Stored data
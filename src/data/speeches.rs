//! Speech records and their parquet representation.

use std::{fs::File, path::Path};

use anyhow::{Context, Result};
use polars::prelude::{
    DataFrame, DataType, NamedFrom, ParquetReader, ParquetWriter, SerReader, Series,
};
use tracing::info;

use crate::{data::parties::Block, error::PipelineError, topics::TopicDistribution};

/// One parliamentary utterance.
#[derive(Debug, Clone, PartialEq)]
pub struct SpeechRecord {
    pub text: String,
    pub translated_text: String,
    pub party: String,
    pub date: String,
    pub period: i64,
    pub agenda: String,
    pub speech_number: i64,
    pub written: bool,
    pub year: Option<i32>,
    pub block: Option<Block>,
    pub topics: Option<TopicDistribution>,
    pub migration_prob: Option<f32>,
}

impl SpeechRecord {
    /// Bare record as it arrives from the translation stage.
    pub fn new(
        text: impl Into<String>,
        translated_text: impl Into<String>,
        party: impl Into<String>,
        date: impl Into<String>,
        period: i64,
    ) -> Self {
        Self {
            text: text.into(),
            translated_text: translated_text.into(),
            party: party.into(),
            date: date.into(),
            period,
            agenda: String::new(),
            speech_number: 0,
            written: false,
            year: None,
            block: None,
            topics: None,
            migration_prob: None,
        }
    }
}

/// Ordered collection of speeches passed between pipeline steps.
#[derive(Debug, Clone, Default, PartialEq)]
pub struct SpeechTable {
    records: Vec<SpeechRecord>,
}

impl SpeechTable {
    pub fn new(records: Vec<SpeechRecord>) -> Self {
        Self { records }
    }

    pub fn len(&self) -> usize {
        self.records.len()
    }

    pub fn is_empty(&self) -> bool {
        self.records.is_empty()
    }

    pub fn records(&self) -> &[SpeechRecord] {
        &self.records
    }

    pub fn into_records(self) -> Vec<SpeechRecord> {
        self.records
    }

    pub fn iter(&self) -> impl Iterator<Item = &SpeechRecord> {
        self.records.iter()
    }

    /// Keep the records matching `keep`, preserving order.
    pub fn retain<F>(self, keep: F) -> Self
    where
        F: FnMut(&SpeechRecord) -> bool,
    {
        let mut records = self.records;
        records.retain(keep);
        Self { records }
    }

    /// Apply a fallible per-record rewrite.
    pub fn try_map<F>(self, f: F) -> Result<Self, PipelineError>
    where
        F: FnMut(SpeechRecord) -> Result<SpeechRecord, PipelineError>,
    {
        let records = self
            .records
            .into_iter()
            .map(f)
            .collect::<Result<Vec<_>, _>>()?;
        Ok(Self { records })
    }
}

impl FromIterator<SpeechRecord> for SpeechTable {
    fn from_iter<I: IntoIterator<Item = SpeechRecord>>(iter: I) -> Self {
        Self::new(iter.into_iter().collect())
    }
}

fn column<'a>(df: &'a DataFrame, name: &str) -> Result<&'a Series> {
    df.column(name)
        .map_err(|_| PipelineError::MissingColumn(name.to_string()).into())
}

/// Read a speech table from parquet.
pub fn read_parquet(path: &Path) -> Result<SpeechTable> {
    let file = File::open(path).with_context(|| format!("opening {}", path.display()))?;
    let df = ParquetReader::new(file).finish()?;
    let table = from_frame(&df)?;
    info!(path = %path.display(), rows = table.len(), "loaded speeches");
    Ok(table)
}

/// Convert a polars frame into speech records.
///
/// `year`, `block`, `topic_{i}` and `migration_prob` are picked up when
/// present so that pipeline outputs can be read back.
pub fn from_frame(df: &DataFrame) -> Result<SpeechTable> {
    let text = column(df, "text")?.str()?;
    let translated = column(df, "translatedText")?.str()?;
    let party = column(df, "party")?.str()?;
    let date = column(df, "date")?.str()?;
    let period = column(df, "period")?.cast(&DataType::Int64)?;
    let period = period.i64()?;
    let agenda = column(df, "agenda")?.cast(&DataType::String)?;
    let agenda = agenda.str()?;
    let speech_number = column(df, "speechnumber")?.cast(&DataType::Int64)?;
    let speech_number = speech_number.i64()?;
    let written = column(df, "written")?.cast(&DataType::Boolean)?;
    let written = written.bool()?;

    let year = match df.column("year") {
        Ok(series) => Some(series.cast(&DataType::Int32)?),
        Err(_) => None,
    };
    let block = match df.column("block") {
        Ok(series) => Some(series.str()?.clone()),
        Err(_) => None,
    };
    let migration = match df.column("migration_prob") {
        Ok(series) => Some(series.cast(&DataType::Float32)?),
        Err(_) => None,
    };
    let mut topic_columns = Vec::new();
    while let Ok(series) = df.column(&format!("topic_{}", topic_columns.len())) {
        topic_columns.push(series.cast(&DataType::Float32)?);
    }

    let year = year.as_ref().map(|s| s.i32()).transpose()?;
    let migration = migration.as_ref().map(|s| s.f32()).transpose()?;
    let topic_columns = topic_columns
        .iter()
        .map(|s| s.f32())
        .collect::<Result<Vec<_>, _>>()?;

    let mut records = Vec::with_capacity(df.height());
    for idx in 0..df.height() {
        let block = match &block {
            Some(col) => col.get(idx).map(Block::from_label).transpose()?,
            None => None,
        };
        let topics = if topic_columns.is_empty() {
            None
        } else {
            let probs = topic_columns
                .iter()
                .map(|col| col.get(idx).unwrap_or(0.0))
                .collect();
            Some(TopicDistribution::new(probs))
        };
        records.push(SpeechRecord {
            text: text.get(idx).unwrap_or_default().to_string(),
            translated_text: translated.get(idx).unwrap_or_default().to_string(),
            party: party.get(idx).unwrap_or_default().to_string(),
            date: date.get(idx).unwrap_or_default().to_string(),
            period: period.get(idx).unwrap_or_default(),
            agenda: agenda.get(idx).unwrap_or_default().to_string(),
            speech_number: speech_number.get(idx).unwrap_or_default(),
            written: written.get(idx).unwrap_or(false),
            year: year.and_then(|col| col.get(idx)),
            block,
            topics,
            migration_prob: migration.and_then(|col| col.get(idx)),
        });
    }
    Ok(SpeechTable::new(records))
}

/// Convert speech records back into a polars frame.
pub fn to_frame(table: &SpeechTable) -> Result<DataFrame> {
    let records = table.records();
    let mut columns = vec![
        Series::new(
            "text".into(),
            records.iter().map(|r| r.text.as_str()).collect::<Vec<_>>(),
        ),
        Series::new(
            "translatedText".into(),
            records
                .iter()
                .map(|r| r.translated_text.as_str())
                .collect::<Vec<_>>(),
        ),
        Series::new(
            "party".into(),
            records.iter().map(|r| r.party.as_str()).collect::<Vec<_>>(),
        ),
        Series::new(
            "date".into(),
            records.iter().map(|r| r.date.as_str()).collect::<Vec<_>>(),
        ),
        Series::new(
            "period".into(),
            records.iter().map(|r| r.period).collect::<Vec<_>>(),
        ),
        Series::new(
            "agenda".into(),
            records.iter().map(|r| r.agenda.as_str()).collect::<Vec<_>>(),
        ),
        Series::new(
            "speechnumber".into(),
            records.iter().map(|r| r.speech_number).collect::<Vec<_>>(),
        ),
        Series::new(
            "written".into(),
            records.iter().map(|r| r.written).collect::<Vec<_>>(),
        ),
    ];

    if records.iter().any(|r| r.year.is_some()) {
        columns.push(Series::new(
            "year".into(),
            records.iter().map(|r| r.year).collect::<Vec<_>>(),
        ));
    }
    if records.iter().any(|r| r.block.is_some()) {
        columns.push(Series::new(
            "block".into(),
            records
                .iter()
                .map(|r| r.block.map(Block::label))
                .collect::<Vec<_>>(),
        ));
    }
    if let Some(n_topics) = topic_width(records)? {
        for topic in 0..n_topics {
            let values: Vec<f32> = records
                .iter()
                .map(|r| r.topics.as_ref().map(|t| t.prob(topic)).unwrap_or(0.0))
                .collect();
            columns.push(Series::new(format!("topic_{topic}").into(), values));
        }
    }
    if records.iter().any(|r| r.migration_prob.is_some()) {
        columns.push(Series::new(
            "migration_prob".into(),
            records.iter().map(|r| r.migration_prob).collect::<Vec<_>>(),
        ));
    }
    Ok(DataFrame::new(columns)?)
}

fn topic_width(records: &[SpeechRecord]) -> Result<Option<usize>> {
    let mut width = None;
    for dist in records.iter().filter_map(|r| r.topics.as_ref()) {
        match width {
            None => width = Some(dist.len()),
            Some(expected) if expected != dist.len() => {
                return Err(PipelineError::DimensionMismatch {
                    expected,
                    found: dist.len(),
                }
                .into())
            }
            Some(_) => {}
        }
    }
    Ok(width)
}

/// Persist a speech table as parquet, creating parent folders.
pub fn write_parquet(table: &SpeechTable, path: &Path) -> Result<()> {
    if let Some(parent) = path.parent() {
        std::fs::create_dir_all(parent)?;
    }
    let mut df = to_frame(table)?;
    let file = File::create(path).with_context(|| format!("creating {}", path.display()))?;
    ParquetWriter::new(file).finish(&mut df)?;
    info!(path = %path.display(), rows = table.len(), columns = df.width(), "wrote speeches parquet");
    Ok(())
}
//! Vocabulary extraction used to label projection axes.

use std::collections::BTreeSet;

use crate::{data::speeches::SpeechTable, nlp::normalize::normalize_name_strict};

/// Distinct normalized words of the translated speeches, sorted.
pub fn vocabulary(table: &SpeechTable) -> Vec<String> {
    table
        .iter()
        .flat_map(|r| r.translated_text.split_whitespace())
        .filter_map(|word| normalize_name_strict(Some(word), true))
        .collect::<BTreeSet<_>>()
        .into_iter()
        .collect()
}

Required action:
Pick each line holding the word "None" out of the data and copy it.

Solution to the exercise:
            year: None,
            block: None,
            topics: None,
            migration_prob: None,
        Err(_) => None,
        Err(_) => None,
        Err(_) => None,
            None => None,
            None
    let mut width = None;
            None => width = Some(dist.len()),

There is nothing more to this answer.